Garrod v. Garrod

590 N.E.2d 163, 1992 Ind. App. LEXIS 492, 1992 WL 73472
CourtIndiana Court of Appeals
DecidedApril 15, 1992
Docket79A05-9106-CV-201
StatusPublished
Cited by21 cases

This text of 590 N.E.2d 163 (Garrod v. Garrod) is published on Counsel Stack Legal Research, covering Indiana Court of Appeals primary law. Counsel Stack provides free access to over 12 million legal documents including statutes, case law, regulations, and constitutions.

Bluebook
Garrod v. Garrod, 590 N.E.2d 163, 1992 Ind. App. LEXIS 492, 1992 WL 73472 (Ind. Ct. App. 1992).

Opinion

BARTEAU, Judge.

David Garrod appeals the trial court’s denial of his petition for modification of child support. We have consolidated and restated his issues on appeal as:

1. Whether the trial court’s conclusion that a substantial and continuing change in circumstances does not exist is supported by the trial court’s findings of fact;
2. Whether the trial court abused its discretion in failing to modify the support order which allocates 100% of all medical expenses and 50% of all educational expenses to the husband; and
3. Whether the Indiana Child Support Guidelines violate the due process and the equal protection clauses of the United States Constitution.

We affirm in part, reverse in part and remand.

FACTS

David and Susan Garrod’s marriage was dissolved on November 7,1988. Susan was awarded custody of their only child, John, born December 31, 1984. David was awarded visitation at reasonable times and places, including Tuesdays and Thursdays after school until 7:00 p.m.; Friday nights until 10:00 a.m. Saturday; and Saturday nights until 8:00 p.m. Sunday. The order also provided that David and Susan would alternate Christmas and Spring vacations with John and that each would have John on their respective birthday. In the summer, both David and Susan would have uninterrupted physical custody of John for a three week period. David was ordered to pay child support in the amount of $125 per week and to pay all reasonable and necessary uninsured medical expenses for John. Susan was ordered to maintain health insurance for John, and David and Susan were ordered to equally share education expenses for John.
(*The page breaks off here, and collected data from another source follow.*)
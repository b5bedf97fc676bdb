//! Multicast-with-replay entries backing the query cache.
//!
//! An entry owns one upstream stream. The first subscriber spawns a pump task
//! that drives the upstream and fans every item out over a broadcast channel.
//! The last item is kept so that late subscribers start from the current
//! value. Snapshotting the last item and subscribing to the channel happen
//! under the same lock as publishing, so no subscriber sees a gap or a
//! duplicate.

use std::pin::Pin;
use std::sync::{Arc, Weak};
use std::task::{Context, Poll};

use futures::{Stream, StreamExt, future, stream};
use parking_lot::Mutex;
use tokio::sync::broadcast;
use tokio::task::AbortHandle;
use tokio_stream::wrappers::BroadcastStream;
use tracing::{trace, warn};

use crate::error::QueryResult;
use crate::metrics::record_upstream_error;

use super::QueryStream;

pub(crate) struct Entry<V> {
    cache: &'static str,
    state: Mutex<EntryState<V>>,
}

struct EntryState<V> {
    /// Last item, replayed to new subscribers.
    latest: Option<QueryResult<V>>,
    /// `None` once the upstream completed, failed or was torn down.
    sender: Option<broadcast::Sender<QueryResult<V>>>,
    /// Cold upstream, taken by the first subscriber.
    upstream: Option<QueryStream<V>>,
    pump: Option<AbortHandle>,
    subscribers: usize,
}

impl<V> Entry<V>
where
    V: Clone + Send + Sync + 'static,
{
    pub(crate) fn new(cache: &'static str, upstream: QueryStream<V>, capacity: usize) -> Self {
        let (sender, _) = broadcast::channel(capacity.max(1));
        Self {
            cache,
            state: Mutex::new(EntryState {
                latest: None,
                sender: Some(sender),
                upstream: Some(upstream),
                pump: None,
                subscribers: 0,
            }),
        }
    }

    pub(crate) fn cache(&self) -> &'static str {
        self.cache
    }

    /// Register a subscriber and return its replay-then-live stream.
    ///
    /// Must be called from within a tokio runtime: the first call spawns the
    /// upstream pump.
    pub(crate) fn attach(self: &Arc<Self>) -> QueryStream<V> {
        let mut state = self.state.lock();
        state.subscribers += 1;

        if let Some(upstream) = state.upstream.take() {
            trace!(cache = self.cache, "Connecting upstream");
            let handle = tokio::spawn(pump(Arc::downgrade(self), upstream));
            state.pump = Some(handle.abort_handle());
        }

        let replay = state.latest.clone();
        let live = state.sender.as_ref().map(broadcast::Sender::subscribe);
        drop(state);

        replay_then_live(self.cache, replay, live)
    }

    /// Unregister a subscriber. Returns the remaining count.
    pub(crate) fn detach(&self) -> usize {
        let mut state = self.state.lock();
        state.subscribers = state.subscribers.saturating_sub(1);
        state.subscribers
    }

    pub(crate) fn subscribers(&self) -> usize {
        self.state.lock().subscribers
    }

    /// Abort the upstream and close the channel.
    pub(crate) fn teardown(&self) {
        let mut state = self.state.lock();
        if let Some(pump) = state.pump.take() {
            pump.abort();
        }
        state.sender = None;
        state.upstream = None;
    }

    fn publish(&self, item: QueryResult<V>) {
        let mut state = self.state.lock();
        if let Some(sender) = &state.sender {
            // No receiver is fine: the item is still kept for replay
            let _ = sender.send(item.clone());
        }
        state.latest = Some(item);
    }

    fn complete(&self) {
        let mut state = self.state.lock();
        state.sender = None;
        state.pump = None;
    }
}

/// Drive the upstream until it ends, fails, or the entry is gone.
async fn pump<V>(entry: Weak<Entry<V>>, mut upstream: QueryStream<V>)
where
    V: Clone + Send + Sync + 'static,
{
    while let Some(item) = upstream.next().await {
        let Some(entry) = entry.upgrade() else {
            return;
        };

        let failed = match &item {
            Ok(_) => false,
            Err(e) => {
                warn!(cache = entry.cache, error = %e, "Shared stream failed");
                record_upstream_error(entry.cache);
                true
            }
        };

        entry.publish(item);

        if failed {
            entry.complete();
            return;
        }
    }

    if let Some(entry) = entry.upgrade() {
        trace!(cache = entry.cache, "Upstream completed");
        entry.complete();
    }
}

/// Replayed item first, then live items; ends right after the first error.
fn replay_then_live<V>(
    cache: &'static str,
    replay: Option<QueryResult<V>>,
    live: Option<broadcast::Receiver<QueryResult<V>>>,
) -> QueryStream<V>
where
    V: Clone + Send + Sync + 'static,
{
    let live = match live {
        Some(receiver) => BroadcastStream::new(receiver)
            .filter_map(move |item| {
                future::ready(match item {
                    Ok(item) => Some(item),
                    Err(lagged) => {
                        warn!(cache, error = %lagged, "Subscriber fell behind shared stream");
                        None
                    }
                })
            })
            .boxed(),
        None => stream::empty().boxed(),
    };

    stream::iter(replay)
        .chain(live)
        .scan(false, |failed, item| {
            if *failed {
                return future::ready(None);
            }
            *failed = item.is_err();
            future::ready(Some(item))
        })
        .boxed()
}

// =============================================================================
// Subscription
// =============================================================================

/// Releases a subscriber slot when a [`Subscription`] is dropped.
pub(crate) trait Release: Send + Sync {
    fn release(&self);
}

/// A consumer's handle on a shared query stream.
///
/// Yields the latest value first, then every later value. Dropping it
/// unsubscribes; depending on the cache's retention policy the last drop
/// tears the upstream down.
pub struct Subscription<V> {
    stream: QueryStream<V>,
    lease: Option<Box<dyn Release>>,
}

impl<V> Subscription<V> {
    pub(crate) fn new(stream: QueryStream<V>, lease: Box<dyn Release>) -> Self {
        Self {
            stream,
            lease: Some(lease),
        }
    }

    /// Wrap a stream that is not backed by a cache entry.
    pub fn detached(stream: QueryStream<V>) -> Self {
        Self {
            stream,
            lease: None,
        }
    }
}

impl<V: 'static> Subscription<V> {
    /// Erase into a plain boxed stream, keeping the lease alive.
    pub fn boxed(self) -> QueryStream<V> {
        Box::pin(self)
    }
}

impl<V> Stream for Subscription<V> {
    type Item = QueryResult<V>;

    fn poll_next(mut self: Pin<&mut Self>, cx: &mut Context<'_>) -> Poll<Option<Self::Item>> {
        self.stream.as_mut().poll_next(cx)
    }
}

impl<V> Drop for Subscription<V> {
    fn drop(&mut self) {
        if let Some(lease) = self.lease.take() {
            lease.release();
        }
    }
}

impl<V> std::fmt::Debug for Subscription<V> {
    fn fmt(&self, f: &mut std::fmt::Formatter<'_>) -> std::fmt::Result {
        f.debug_struct("Subscription")
            .field("cached", &self.lease.is_some())
            .finish()
    }
}
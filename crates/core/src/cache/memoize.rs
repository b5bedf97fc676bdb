//! Memoized stream factories.

use std::fmt::Debug;
use std::hash::Hash;

use super::{CacheConfig, KeyedObservableCache, QueryStream, Subscription};

type Projection<A, K> = Box<dyn Fn(&A) -> K + Send + Sync>;
type Factory<A, V> = Box<dyn Fn(&A) -> QueryStream<V> + Send + Sync>;

/// A stream factory wrapped with a [`KeyedObservableCache`].
///
/// Arguments are projected to a cache key; the factory runs only for keys
/// without a live entry. Equal keys share one upstream subscription.
pub struct Memoized<A: ?Sized, K, V> {
    cache: KeyedObservableCache<K, V>,
    projection: Projection<A, K>,
    factory: Factory<A, V>,
}

impl<V> Memoized<(), (), V>
where
    V: Clone + Send + Sync + 'static,
{
    /// A zero-argument query: one shared stream for the whole cache.
    pub fn singleton<F>(name: &'static str, config: CacheConfig, factory: F) -> Self
    where
        F: Fn() -> QueryStream<V> + Send + Sync + 'static,
    {
        Self::keyed(name, config, move |_: &()| factory(), |_: &()| ())
    }
}

impl<A, V> Memoized<A, A, V>
where
    A: Eq + Hash + Clone + Debug + Send + Sync + 'static,
    V: Clone + Send + Sync + 'static,
{
    /// Keyed by the argument itself.
    pub fn by_identity<F>(name: &'static str, config: CacheConfig, factory: F) -> Self
    where
        F: Fn(&A) -> QueryStream<V> + Send + Sync + 'static,
    {
        Self::keyed(name, config, factory, A::clone)
    }
}

impl<A, K, V> Memoized<A, K, V>
where
    A: ?Sized,
    K: Eq + Hash + Clone + Debug + Send + Sync + 'static,
    V: Clone + Send + Sync + 'static,
{
    /// Keyed by `projection(args)`.
    pub fn keyed<F, P>(name: &'static str, config: CacheConfig, factory: F, projection: P) -> Self
    where
        F: Fn(&A) -> QueryStream<V> + Send + Sync + 'static,
        P: Fn(&A) -> K + Send + Sync + 'static,
    {
        Self {
            cache: KeyedObservableCache::new(name, config),
            projection: Box::new(projection),
            factory: Box::new(factory),
        }
    }

    /// Subscribe to the shared stream for `args`.
    pub fn call(&self, args: &A) -> Subscription<V> {
        let key = (self.projection)(args);
        self.cache.get_or_create(key, || (self.factory)(args))
    }

    pub fn cache(&self) -> &KeyedObservableCache<K, V> {
        &self.cache
    }
}
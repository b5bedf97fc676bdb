//! Signer discovery - finds the external signer and follows its accounts.
//!
//! Signer extensions inject themselves into the host asynchronously, so the
//! first authorization request can race the injection. Discovery therefore
//! waits once per attempt when nobody answers and retries the whole
//! request-and-subscribe sequence a bounded number of times.

use std::sync::Arc;
use std::time::Duration;

use futures::{StreamExt, stream};
use serde::{Deserialize, Serialize};
use tokio::sync::watch;
use tracing::{debug, info, instrument, warn};

use crate::cache::{CacheConfig, Memoized, QueryStream, Subscription};
use crate::error::{QueryError, SignerError, SignerResult, TranslatableMessage};
use crate::metrics::record_discovery_attempt;
use crate::models::SignerAccount;
use crate::ports::{AccountStream, SignerBridge};

/// Translation key of the "no signer extension" message.
pub const NOT_FOUND_EXTENSION: &str = "shared.notFoundExtension";

/// Store page of the polkadot{.js} extension for Chrome.
pub const CHROME_EXTENSION_URL: &str = "https://chrome.google.com/webstore/detail/polkadot%7Bjs%7D-extension/mopnmbcafieddcagagdcbnhejhlodfdd";

/// Store page of the polkadot{.js} extension for Firefox.
pub const FIREFOX_EXTENSION_URL: &str =
    "https://addons.mozilla.org/en-US/firefox/addon/polkadot-js-extension/";

/// The error surfaced when no signer extension is installed.
pub fn extension_not_found() -> SignerError {
    SignerError::Unavailable(
        TranslatableMessage::new(NOT_FOUND_EXTENSION)
            .with_param("chromeLink", CHROME_EXTENSION_URL)
            .with_param("firefoxLink", FIREFOX_EXTENSION_URL),
    )
}

// =============================================================================
// Configuration
// =============================================================================

/// Configuration for signer discovery.
#[derive(Debug, Clone, Serialize, Deserialize)]
#[serde(default)]
pub struct DiscoveryConfig {
    /// Name presented to the signer when requesting authorization.
    pub app_name: String,
    /// Total number of request-and-subscribe attempts.
    pub max_attempts: u32,
    /// Wait after an attempt where no provider answered.
    pub injection_delay: Duration,
}

impl Default for DiscoveryConfig {
    fn default() -> Self {
        Self {
            app_name: "Stakeport".to_string(),
            max_attempts: 3,
            injection_delay: Duration::from_millis(1000),
        }
    }
}

/// Observable progress of discovery.
#[derive(Debug, Clone, Copy, PartialEq, Eq, Serialize)]
#[serde(tag = "state", rename_all = "snake_case")]
pub enum DiscoveryState {
    Idle,
    Requesting { attempt: u32 },
    Subscribed,
    Unavailable,
}

// =============================================================================
// SignerDiscoveryService
// =============================================================================

struct Discovery {
    bridge: Arc<dyn SignerBridge>,
    config: DiscoveryConfig,
    state: watch::Sender<DiscoveryState>,
}

/// Discovers the signer and exposes its live account list.
///
/// The account list is a memoized singleton: every consumer shares one
/// bridge subscription.
pub struct SignerDiscoveryService {
    discovery: Arc<Discovery>,
    accounts: Memoized<(), (), Vec<SignerAccount>>,
}

impl SignerDiscoveryService {
    pub fn new(
        bridge: Arc<dyn SignerBridge>,
        config: DiscoveryConfig,
        cache_config: CacheConfig,
    ) -> Self {
        let (state, _) = watch::channel(DiscoveryState::Idle);
        let discovery = Arc::new(Discovery {
            bridge,
            config,
            state,
        });

        let factory = discovery.clone();
        let accounts = Memoized::singleton("signer_accounts", cache_config, move || {
            account_stream(factory.clone())
        });

        Self {
            discovery,
            accounts,
        }
    }

    /// Live list of signer accounts.
    ///
    /// Fails with [`SignerError::Unavailable`] once every attempt found no
    /// signer; the error is replayed to later subscribers.
    pub fn discover(&self) -> Subscription<Vec<SignerAccount>> {
        self.accounts.call(&())
    }

    pub fn state(&self) -> DiscoveryState {
        *self.discovery.state.borrow()
    }

    pub fn watch_state(&self) -> watch::Receiver<DiscoveryState> {
        self.discovery.state.subscribe()
    }
}

struct Session {
    discovery: Arc<Discovery>,
    /// Attempts spent so far, shared by connecting and reconnecting.
    attempts: u32,
    live: Option<AccountStream>,
    done: bool,
}

/// Lazy discovery: nothing happens until the shared entry starts pumping.
///
/// A retryable error on the live account stream re-runs the whole
/// request-and-subscribe sequence while attempts remain.
fn account_stream(discovery: Arc<Discovery>) -> QueryStream<Vec<SignerAccount>> {
    let session = Session {
        discovery,
        attempts: 0,
        live: None,
        done: false,
    };

    stream::unfold(session, |mut s| async move {
        if s.done {
            return None;
        }
        loop {
            if s.live.is_none() {
                match s.discovery.connect(&mut s.attempts).await {
                    Ok(accounts) => s.live = Some(accounts),
                    Err(e) => {
                        s.done = true;
                        return Some((Err(QueryError::from(e)), s));
                    }
                }
            }
            let Some(live) = s.live.as_mut() else {
                return None;
            };

            match live.next().await {
                Some(Ok(accounts)) => return Some((Ok(accounts), s)),
                Some(Err(e)) if e.is_retryable() && s.attempts < s.discovery.max_attempts() => {
                    warn!(attempts = s.attempts, error = %e, "Signer account stream failed, reconnecting");
                    s.live = None;
                }
                Some(Err(e)) => {
                    warn!(error = %e, "Signer account stream failed");
                    s.discovery.state.send_replace(DiscoveryState::Unavailable);
                    s.done = true;
                    return Some((Err(QueryError::from(e)), s));
                }
                None => {
                    debug!("Signer account stream ended");
                    return None;
                }
            }
        }
    })
    .boxed()
}

impl Discovery {
    fn max_attempts(&self) -> u32 {
        self.config.max_attempts.max(1)
    }

    /// Run request-and-subscribe attempts until one succeeds or the budget
    /// is spent. `attempts` carries the count across reconnections.
    #[instrument(skip_all, fields(app = %self.config.app_name))]
    async fn connect(&self, attempts: &mut u32) -> SignerResult<AccountStream> {
        let max_attempts = self.max_attempts();
        let mut last_error = None;

        while *attempts < max_attempts {
            *attempts += 1;
            let attempt = *attempts;
            self.state
                .send_replace(DiscoveryState::Requesting { attempt });
            record_discovery_attempt(attempt);

            match self.attempt().await {
                Ok(accounts) => {
                    info!(attempt, "🔑 Signer connected");
                    self.state.send_replace(DiscoveryState::Subscribed);
                    return Ok(accounts);
                }
                Err(e) if e.is_retryable() => {
                    warn!(attempt, max_attempts, error = %e, "Signer discovery attempt failed");
                    last_error = Some(e);
                }
                Err(e) => {
                    warn!(attempt, error = %e, "Signer discovery failed");
                    last_error = Some(e);
                    break;
                }
            }
        }

        self.state.send_replace(DiscoveryState::Unavailable);
        Err(last_error.unwrap_or_else(extension_not_found))
    }

    async fn attempt(&self) -> SignerResult<AccountStream> {
        let providers = self
            .bridge
            .request_authorization(&self.config.app_name)
            .await?;

        if providers.is_empty() {
            debug!(
                delay_ms = self.config.injection_delay.as_millis() as u64,
                "No signer provider answered, waiting for injection"
            );
            tokio::time::sleep(self.config.injection_delay).await;
            return Err(extension_not_found());
        }

        debug!(
            providers = providers.len(),
            names = ?providers.iter().map(|p| p.name.as_str()).collect::<Vec<_>>(),
            "Signer providers authorized"
        );
        self.bridge.subscribe_accounts().await
    }
}
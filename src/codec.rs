// Copyright (C) 2024-2026 Push Infra Contributors.
// This file is part of the apns-legacy-client library.

// Licensed under the Apache License, Version 2.0 (the "License");
// you may not use this file except in compliance with the License.
// You may obtain a copy of the License at:
// http://www.apache.org/licenses/LICENSE-2.0

// Unless required by applicable law or agreed to in writing, software
// distributed under the License is distributed on an "AS IS" BASIS,
// WITHOUT WARRANTIES OR CONDITIONS OF ANY KIND, either express or implied.
// See the License for the specific language governing permissions and
// limitations under the License.

//! The APNS binary frame codec: `Notification -> bytes` and
//! `6 bytes -> ProtocolError`. Treated as an external contract by the
//! send/recover loop, but implemented concretely here so the crate is
//! runnable end to end without a caller-supplied codec.

use std::time::{SystemTime, UNIX_EPOCH};

use bytes::{BufMut, BytesMut};

use crate::error::{EncodingError, ErrorStatus, ProtocolError};
use crate::notification::Notification;

/// APNS caps the legacy binary payload at 2KB.
pub const MAX_PAYLOAD_BYTES: usize = 2048;

const COMMAND_ENHANCED: u8 = 1;
/// Length in bytes of an APNS error frame: command, status, identifier.
pub const ERROR_FRAME_LEN: usize = 6;
const ERROR_COMMAND: u8 = 8;

/// Frames `notification` as an APNS "enhanced" notification item, the only
/// variant from which a rejected identifier can later be recovered.
///
/// Layout: `command(1) | id(4 BE) | expiration(4 BE) | token_len(2 BE) |
/// token(32) | payload_len(2 BE) | payload`.
pub fn encode(notification: &Notification) -> Result<BytesMut, EncodingError> {
    if notification.payload.len() > MAX_PAYLOAD_BYTES {
        return Err(EncodingError::PayloadTooLarge(notification.payload.len(), MAX_PAYLOAD_BYTES));
    }

    let expiration = notification
        .expiration
        .and_then(|t| t.duration_since(UNIX_EPOCH).ok())
        .map(|d| d.as_secs() as u32)
        .unwrap_or(0);

    let mut buf = BytesMut::with_capacity(1 + 4 + 4 + 2 + 32 + 2 + notification.payload.len());
    buf.put_u8(COMMAND_ENHANCED);
    buf.put_u32(notification.id);
    buf.put_u32(expiration);
    buf.put_u16(notification.device_token.len() as u16);
    buf.put_slice(&notification.device_token);
    buf.put_u16(notification.payload.len() as u16);
    buf.put_slice(&notification.payload);

    let _ = notification.priority.as_wire_byte(); // codec-visible metadata only; not part of this frame variant

    Ok(buf)
}

/// Parses a 6-byte APNS error frame. The caller (the error reader) is
/// responsible for reading exactly this many bytes first.
pub fn decode_error_frame(bytes: [u8; ERROR_FRAME_LEN]) -> ProtocolError {
    let status = ErrorStatus::from(bytes[1]);
    let id = u32::from_be_bytes([bytes[2], bytes[3], bytes[4], bytes[5]]);
    ProtocolError { status, id }
}

/// Present for symmetry with [`decode_error_frame`] and used by tests
/// constructing synthetic error frames; real gateways always send `8`.
pub fn error_command_byte() -> u8 {
    ERROR_COMMAND
}

#[cfg(test)]
mod tests {
    use super::*;

    fn notification(id: u32, payload: &[u8]) -> Notification {
        Notification::new([7u8; 32], payload.to_vec()).with_id(id)
    }

    #[test]
    fn encode_contains_identifier_verbatim() {
        let encoded = encode(&notification(42, b"{\"aps\":{}}")).unwrap();
        let id = u32::from_be_bytes([encoded[1], encoded[2], encoded[3], encoded[4]]);
        assert_eq!(id, 42);
    }

    #[test]
    fn encode_rejects_oversized_payload() {
        let oversized = vec![0u8; MAX_PAYLOAD_BYTES + 1];
        let result = encode(&notification(1, &oversized));
        assert!(matches!(result, Err(EncodingError::PayloadTooLarge(_, _))));
    }

    #[test]
    fn encode_places_device_token_after_header() {
        let encoded = encode(&notification(1, b"{}")).unwrap();
        let token_len = u16::from_be_bytes([encoded[9], encoded[10]]);
        assert_eq!(token_len, 32);
        assert_eq!(&encoded[11..11 + 32], &[7u8; 32]);
    }

    #[test]
    fn decode_error_frame_reads_status_and_identifier() {
        let frame = [8, 8, 0x00, 0x00, 0x00, 0x2a];
        let error = decode_error_frame(frame);
        assert_eq!(error.status, ErrorStatus::InvalidToken);
        assert_eq!(error.id, 42);
    }

    #[test]
    fn decode_error_frame_preserves_unknown_status() {
        let frame = [8, 250, 0, 0, 0, 1];
        let error = decode_error_frame(frame);
        assert_eq!(error.status, ErrorStatus::Unknown(250));
    }
}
On August 16, 1990, the trial court approved a stipulation and agreed entry, whereby David and Susan agreed to reverse their Spring and Christmas vacation visitation schedules and to grant to the other parent the option to have John during times when John would otherwise routinely be with a babysitter. David filed his petition for modification of support on September 27, 1990, alleging a substantial and continuing change in circumstances making the support order unreasonable in that his income had substantially decreased since the November 7, 1988 order, and that the current order exceeded by more than 20% the amount that would be ordered by applying the child support guidelines.

At the time of the November 7, 1988 judgment ordering David to pay $125 in child support, David’s income, adjusted for calculation of child support, was approximately $40,000, of which $14,000 was earned as a part-time teacher at Purdue University. The balance of the income represented earnings on rental properties owned by David and Susan. The 1988 dissolution order divided the rental properties between Susan and David. In 1989, David’s income, again adjusted for calculation of child support, fell to $14,000. David estimated that his gross income for 1990 would be $19,000.

At the end of 1990, David was notified that his teaching position at Purdue was being terminated due to a lack of funds. The University Department was searching for funds in order to resume David’s position, however, there was no certainty as to when or if David would be rehired. Thus, as of 1991, David lost income in the amount of $14,000 per year. He testified that the only position he could get at Purdue was *167 grading papers for $4.50 an hour. However, he did not want to look for a job outside the Lafayette area because he wanted to stay near his son and because he had his properties to manage. He was planning to concentrate more on the properties in order to increase the rental income. Susan testified over objection that if David were to sell the rental properties and invest the money it would earn between $60,000 to $80,000 annually.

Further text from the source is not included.